Normally, I agree that education is about more than workplace skills. But. There is a place for realism! I have been paying good money to study languages over the few years for two reasons:
A) Because I have always loved them (but when I was 16 I thought literature was compulsory), and;
B) Because I think it will be a marketable skill.
I am, should my plans pan out, going to be taking a student loan out, for the same reasons!
Have a look at A Level MFL rates. German is down to less than 5,000 students. To put that in perspective, 86,000 completed an A Level in Maths from the same cohort! If you deducted everyone who abhors analysing literature from my present A Level course, 60-80% would be gone! And some of them are gifted, natural linguists.

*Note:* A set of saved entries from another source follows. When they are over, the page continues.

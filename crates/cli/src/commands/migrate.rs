//! Database migration command.
//!
//! # Usage
//!
//! ```bash
//! kifaru migrate
//! ```
//!
//! # Environment Variables
//!
//! - `API_DATABASE_URL` (or `DATABASE_URL`) - `PostgreSQL` connection string

use thiserror::Error;

use super::MissingEnvVar;

/// Errors that can occur while migrating.
#[derive(Debug, Error)]
pub enum MigrationError {
    #[error(transparent)]
    MissingEnvVar(#[from] MissingEnvVar),

    #[error("Database error: {0}")]
    Database(#[from] sqlx::Error),

    #[error("Migration error: {0}")]
    Migration(#[from] sqlx::migrate::MigrateError),
}

/// Run the API database migrations.
///
/// # Errors
///
/// Returns [`MigrationError`] when the connection string is missing, the
/// database is unreachable, or a migration fails.
pub async fn run() -> Result<(), MigrationError> {
    dotenvy::dotenv().ok();

    let database_url = super::database_url()?;

    tracing::info!("Connecting to database...");
    let pool = kifaru_api::db::create_pool(&database_url).await?;

    tracing::info!("Running migrations...");
    sqlx::migrate!("../api/migrations").run(&pool).await?;

    tracing::info!("Migrations complete!");
    Ok(())
}
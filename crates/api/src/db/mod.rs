//! Database operations for the marketplace `PostgreSQL` database.
//!
//! ## Tables
//!
//! - `car` - Car listings
//! - `admin_user` - Admin authentication
//! - `settings` - Dealership settings (one JSONB row per section)
//! - `api_key` - Generated API keys
//! - `admin_session` - Dashboard session tracking
//!
//! # Migrations
//!
//! Migrations are stored in `crates/api/migrations/` and run via:
//! ```bash
//! cargo run -p kifaru-cli -- migrate
//! ```

pub mod admin_users;
pub mod cars;
pub mod settings;

use std::time::Duration;

use secrecy::ExposeSecret;
use sqlx::PgPool;
use sqlx::postgres::PgPoolOptions;
use thiserror::Error;

pub use admin_users::AdminUserRepository;
pub use cars::CarRepository;
pub use settings::SettingsRepository;

/// Errors that can occur during repository operations.
#[derive(Debug, Error)]
pub enum RepositoryError {
    /// Database error from sqlx.
    #[error("database error: {0}")]
    Database(#[from] sqlx::Error),

    /// Data in the database is corrupted or invalid.
    #[error("data corruption: {0}")]
    DataCorruption(String),

    /// Requested entity was not found.
    #[error("not found")]
    NotFound,

    /// Constraint violation (e.g., unique email).
    #[error("constraint violation: {0}")]
    Conflict(String),
}

/// Create a `PostgreSQL` connection pool with sensible defaults.
///
/// # Arguments
///
/// * `database_url` - `PostgreSQL` connection string (wrapped in `SecretString`)
///
/// # Errors
///
/// Returns `sqlx::Error` if the connection cannot be established.
pub async fn create_pool(database_url: &secrecy::SecretString) -> Result<PgPool, sqlx::Error> {
    PgPoolOptions::new()
        .max_connections(10)
        .min_connections(2)
        .acquire_timeout(Duration::from_secs(10))
        .connect(database_url.expose_secret())
        .await
}
//! Service layer: authentication primitives and the image host client.

pub mod auth;
pub mod cloudinary;
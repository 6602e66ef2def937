//! Authenticated settings routes.
//!
//! The settings document is a logical singleton: each section merges the
//! submitted fields over the stored section and answers with the full
//! composed document so the dashboard can refresh in one round trip.

use axum::{
    Json, Router,
    extract::{Path, State},
    routing::{delete, get, put},
};
use rand::RngCore;
use serde::Deserialize;
use serde_json::json;
use tracing::instrument;

use kifaru_core::{ApiKeyId, Email};

use crate::db::{AdminUserRepository, SettingsRepository, settings::keys};
use crate::error::{AppError, Result};
use crate::middleware::RequireAdminAuth;
use crate::models::{
    ApiKeySummary, AppearanceSettings, AppearanceSettingsUpdate, ContentPages, ContentPagesUpdate,
    FeeStructure, FeeStructureUpdate, NotificationSettings, NotificationSettingsUpdate,
    SessionRecord, SettingsDocument,
};
use crate::services::auth;
use crate::state::AppState;

/// Build the settings routes.
pub fn router() -> Router<AppState> {
    Router::new()
        .route("/", get(get_settings))
        .route("/fees", put(update_fees))
        .route("/content", put(update_content))
        .route("/notifications", put(update_notifications))
        .route("/appearance", put(update_appearance))
        .route("/password", put(change_password))
        .route("/api-keys", get(list_api_keys).post(create_api_key))
        .route("/api-keys/{id}", delete(delete_api_key))
        .route("/sessions", get(list_sessions).post(record_session))
        .route("/sessions/inactive", delete(clear_inactive_sessions))
}

/// The composed settings document.
#[instrument(skip_all)]
async fn get_settings(
    RequireAdminAuth(_claims): RequireAdminAuth,
    State(state): State<AppState>,
) -> Result<Json<SettingsDocument>> {
    let document = SettingsRepository::new(state.pool()).get_document().await?;
    Ok(Json(document))
}

/// Merge a patch over one stored section and answer with the full document.
///
/// The dashboard wraps each patch under its section key
/// (`{"feeStructure": {...}}`); the envelope type makes that key required so
/// an unwrapped body is rejected instead of merging nothing.
macro_rules! section_handler {
    ($fn_name:ident, $section:ty, $envelope:ty, $field:ident, $key:expr, $message:expr) => {
        #[instrument(skip_all)]
        async fn $fn_name(
            RequireAdminAuth(_claims): RequireAdminAuth,
            State(state): State<AppState>,
            Json(body): Json<$envelope>,
        ) -> Result<Json<serde_json::Value>> {
            let repo = SettingsRepository::new(state.pool());

            let mut section: $section = repo.get_section($key).await?;
            section.apply(body.$field);
            repo.set_section($key, &section).await?;

            let document = repo.get_document().await?;
            Ok(Json(json!({ "message": $message, "settings": document })))
        }
    };
}

section_handler!(
    update_fees,
    FeeStructure,
    FeeStructureUpdate,
    fee_structure,
    keys::FEE_STRUCTURE,
    "Fee structure updated successfully"
);
section_handler!(
    update_content,
    ContentPages,
    ContentPagesUpdate,
    content_pages,
    keys::CONTENT_PAGES,
    "Content pages updated successfully"
);
section_handler!(
    update_notifications,
    NotificationSettings,
    NotificationSettingsUpdate,
    notification_settings,
    keys::NOTIFICATION_SETTINGS,
    "Notification settings updated successfully"
);
section_handler!(
    update_appearance,
    AppearanceSettings,
    AppearanceSettingsUpdate,
    appearance_settings,
    keys::APPEARANCE_SETTINGS,
    "Appearance settings updated successfully"
);

/// Password change request body.
#[derive(Debug, Deserialize)]
#[serde(rename_all = "camelCase")]
pub struct ChangePasswordRequest {
    pub current_password: String,
    pub new_password: String,
}

/// Change the calling admin's password.
#[instrument(skip_all)]
async fn change_password(
    RequireAdminAuth(claims): RequireAdminAuth,
    State(state): State<AppState>,
    Json(body): Json<ChangePasswordRequest>,
) -> Result<Json<serde_json::Value>> {
    let email = Email::parse(&claims.sub)
        .map_err(|_| AppError::BadRequest("Invalid account".to_owned()))?;

    let repo = AdminUserRepository::new(state.pool());
    let record = repo
        .get_by_email(&email)
        .await?
        .ok_or_else(|| AppError::BadRequest("Invalid account".to_owned()))?;

    if auth::verify_password(&body.current_password, &record.password_hash).is_err() {
        return Err(AppError::BadRequest(
            "Current password is incorrect".to_owned(),
        ));
    }

    auth::validate_password(&body.new_password)?;
    let hash = auth::hash_password(&body.new_password)?;
    repo.update_password(record.user.id, &hash).await?;

    tracing::info!("admin password changed");
    Ok(Json(json!({ "message": "Password changed successfully" })))
}

/// API key creation request body.
#[derive(Debug, Deserialize)]
pub struct CreateApiKeyRequest {
    pub name: String,
}

/// Generate and store a new API key. The plaintext key is returned exactly
/// once.
#[instrument(skip_all)]
async fn create_api_key(
    RequireAdminAuth(_claims): RequireAdminAuth,
    State(state): State<AppState>,
    Json(body): Json<CreateApiKeyRequest>,
) -> Result<Json<serde_json::Value>> {
    let name = body.name.trim();
    if name.is_empty() {
        return Err(AppError::BadRequest("Name is required".to_owned()));
    }

    let secret = generate_key();
    let summary = SettingsRepository::new(state.pool())
        .create_api_key(name, &secret)
        .await?;

    tracing::info!(key_id = %summary.id, "api key created");
    Ok(Json(json!({
        "message": "API key generated successfully",
        "apiKey": secret,
    })))
}

/// List API keys; key material is never included.
#[instrument(skip_all)]
async fn list_api_keys(
    RequireAdminAuth(_claims): RequireAdminAuth,
    State(state): State<AppState>,
) -> Result<Json<Vec<ApiKeySummary>>> {
    let keys = SettingsRepository::new(state.pool()).list_api_keys().await?;
    Ok(Json(keys))
}

/// Delete an API key.
#[instrument(skip_all, fields(key_id = id))]
async fn delete_api_key(
    RequireAdminAuth(_claims): RequireAdminAuth,
    State(state): State<AppState>,
    Path(id): Path<i32>,
) -> Result<Json<serde_json::Value>> {
    let deleted = SettingsRepository::new(state.pool())
        .delete_api_key(ApiKeyId::new(id))
        .await?;

    if !deleted {
        return Err(AppError::NotFound("API key not found".to_owned()));
    }
    Ok(Json(json!({ "message": "API key deleted" })))
}

/// Sessions active within the last 24 hours.
#[instrument(skip_all)]
async fn list_sessions(
    RequireAdminAuth(_claims): RequireAdminAuth,
    State(state): State<AppState>,
) -> Result<Json<Vec<SessionRecord>>> {
    let sessions = SettingsRepository::new(state.pool())
        .list_active_sessions()
        .await?;
    Ok(Json(sessions))
}

/// Session upsert request body.
#[derive(Debug, Deserialize)]
#[serde(rename_all = "camelCase")]
pub struct RecordSessionRequest {
    pub session_id: String,
    pub ip_address: Option<String>,
    pub user_agent: Option<String>,
}

/// Upsert a tracked session keyed by its ID.
#[instrument(skip_all)]
async fn record_session(
    RequireAdminAuth(_claims): RequireAdminAuth,
    State(state): State<AppState>,
    Json(body): Json<RecordSessionRequest>,
) -> Result<Json<serde_json::Value>> {
    if body.session_id.trim().is_empty() {
        return Err(AppError::BadRequest("Session ID is required".to_owned()));
    }

    SettingsRepository::new(state.pool())
        .touch_session(
            body.session_id.trim(),
            body.ip_address.as_deref(),
            body.user_agent.as_deref(),
        )
        .await?;

    Ok(Json(json!({ "message": "Session recorded" })))
}

/// Prune sessions idle for more than 30 days.
#[instrument(skip_all)]
async fn clear_inactive_sessions(
    RequireAdminAuth(_claims): RequireAdminAuth,
    State(state): State<AppState>,
) -> Result<Json<serde_json::Value>> {
    let removed = SettingsRepository::new(state.pool())
        .clear_inactive_sessions()
        .await?;

    tracing::info!(removed, "inactive sessions cleared");
    Ok(Json(json!({ "message": "Inactive sessions cleared", "removed": removed })))
}

/// 32 random bytes, hex encoded.
fn generate_key() -> String {
    let mut bytes = [0u8; 32];
    rand::rng().fill_bytes(&mut bytes);
    hex::encode(bytes)
}
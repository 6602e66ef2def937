//! Request ID middleware for request tracing and correlation.
//!
//! Generates a UUID v4 for each request if not provided by an upstream proxy.
//! The request ID is recorded in the current tracing span, added to the
//! Sentry scope, and returned in the response headers.

use axum::{extract::Request, http::HeaderValue, middleware::Next, response::Response};
use tracing::Span;
use uuid::Uuid;

/// The HTTP header name for request IDs.
pub const REQUEST_ID_HEADER: &str = "x-request-id";

/// Middleware that ensures every request has a unique request ID.
pub async fn request_id_middleware(request: Request, next: Next) -> Response {
    let request_id = request
        .headers()
        .get(REQUEST_ID_HEADER)
        .and_then(|h| h.to_str().ok())
        .map_or_else(|| Uuid::new_v4().to_string(), String::from);

    Span::current().record("request_id", &request_id);

    sentry::configure_scope(|scope| {
        scope.set_tag("request_id", &request_id);
    });

    let mut response = next.run(request).await;

    if let Ok(value) = HeaderValue::from_str(&request_id) {
        response.headers_mut().insert(REQUEST_ID_HEADER, value);
    }

    response
}
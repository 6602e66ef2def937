//! Integration tests for the public storefront routes.
//!
//! These tests require:
//! - A running `PostgreSQL` database with migrations applied
//! - The API server running (cargo run -p kifaru-api)
//! - Seeded listings (cargo run -p kifaru-cli -- seed)
//!
//! Run with: cargo test -p kifaru-integration-tests -- --ignored

use reqwest::{Client, StatusCode};
use serde_json::Value;

use kifaru_integration_tests::api_base_url;

#[tokio::test]
#[ignore = "Requires running API server"]
async fn test_health() {
    let resp = Client::new()
        .get(format!("{}/health", api_base_url()))
        .send()
        .await
        .expect("Failed to reach health endpoint");

    assert_eq!(resp.status(), StatusCode::OK);
}

#[tokio::test]
#[ignore = "Requires running API server and seeded data"]
async fn test_list_cars_envelope() {
    let resp = Client::new()
        .get(format!("{}/api/cars", api_base_url()))
        .send()
        .await
        .expect("Failed to list cars");

    assert_eq!(resp.status(), StatusCode::OK);
    let body: Value = resp.json().await.expect("Failed to parse response");

    assert!(body["cars"].is_array());
    let pagination = &body["pagination"];
    assert!(pagination["currentPage"].is_number());
    assert!(pagination["totalPages"].is_number());
    assert!(pagination["totalCars"].is_number());
    assert!(pagination["hasNext"].is_boolean());
    assert!(pagination["hasPrev"].is_boolean());

    // Only published listings are visible.
    for car in body["cars"].as_array().expect("cars is an array") {
        assert_eq!(car["status"], "Published");
        assert!(car["images"].is_array());
        assert!(car["features"].is_array());
    }
}

#[tokio::test]
#[ignore = "Requires running API server and seeded data"]
async fn test_price_filter_and_sort() {
    let resp = Client::new()
        .get(format!(
            "{}/api/cars?priceMin=1000000&priceMax=9000000&sort=price",
            api_base_url()
        ))
        .send()
        .await
        .expect("Failed to list cars");

    assert_eq!(resp.status(), StatusCode::OK);
    let body: Value = resp.json().await.expect("Failed to parse response");

    let prices: Vec<i64> = body["cars"]
        .as_array()
        .expect("cars is an array")
        .iter()
        .filter_map(|c| c["price"].as_i64())
        .collect();

    assert!(prices.iter().all(|p| (1_000_000..=9_000_000).contains(p)));
    assert!(prices.windows(2).all(|w| w[0] <= w[1]), "sorted by price");
}

#[tokio::test]
#[ignore = "Requires running API server"]
async fn test_unknown_filter_value_matches_nothing() {
    let resp = Client::new()
        .get(format!("{}/api/cars?fuelType=Steam", api_base_url()))
        .send()
        .await
        .expect("Failed to list cars");

    assert_eq!(resp.status(), StatusCode::OK);
    let body: Value = resp.json().await.expect("Failed to parse response");
    assert_eq!(body["pagination"]["totalCars"], 0);
}

#[tokio::test]
#[ignore = "Requires running API server"]
async fn test_missing_car_is_404() {
    let resp = Client::new()
        .get(format!("{}/api/cars/999999999", api_base_url()))
        .send()
        .await
        .expect("Failed to fetch car");

    assert_eq!(resp.status(), StatusCode::NOT_FOUND);
    let body: Value = resp.json().await.expect("Failed to parse response");
    assert_eq!(body["message"], "Car not found");
}
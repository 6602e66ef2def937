//! HTTP middleware stack for the API.
//!
//! # Middleware Order (bottom to top in Router)
//!
//! 1. Sentry layer (capture errors)
//! 2. `TraceLayer` (request tracing)
//! 3. Request ID (add unique ID to each request)
//! 4. CORS
//! 5. Rate limiting (governor, auth routes only)

pub mod auth;
pub mod rate_limit;
pub mod request_id;

pub use auth::RequireAdminAuth;
pub use rate_limit::auth_rate_limiter;
pub use request_id::request_id_middleware;
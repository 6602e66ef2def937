//! Kifaru Core - Shared types library.
//!
//! This crate provides common types used across all Kifaru Motors components:
//! - `api` - JSON REST API serving the storefront and the admin dashboard
//! - `cli` - Command-line tools for migrations and management
//!
//! # Architecture
//!
//! The core crate contains only types - no I/O, no database access, no HTTP
//! clients. This keeps it lightweight and allows it to be used anywhere.
//!
//! # Modules
//!
//! - [`types`] - Newtype wrappers for type-safe IDs, emails, and the listing
//!   vocabulary enums (status, condition, engine type, transmission, body type)

#![cfg_attr(not(test), forbid(unsafe_code))]

pub mod types;

pub use types::*;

You are still assuming (like Gove) that what you like is more worthy. You think accessing scientific reports is dry. Yet I have known people learn Latin, just so they could read Newton in the original! You may remember reading classical authors with nostalgia. Others (like me) have nightmares about the appetiser of nice books and disgusting main course of taking it all apart that was Eng Lit. And still others felt that the whole thing was utterly irrelevant! Which group should be served at the expense of the rest? Why is classical literature always regarded as more intellectual than reading about discoveries developed through the use of the scientific method? It can't be anything spiritual, because I've found before that reading Caeser in the original wins pseudo-intellectual pretension competitions because it's Latin. Yet he wrote about troop movements!
Now, if you (or your child) should enrol on a language course, whether GCSE, A level or degree, I would expect you to want to learn the language. In order to, you know, communicate in it. I myself want to be able to think in my chosen ones, not translate from English constantly!
That doesn't necessitate literature (and some would say years of literature will impede you when you actually go to Sachsen or Bavaria ).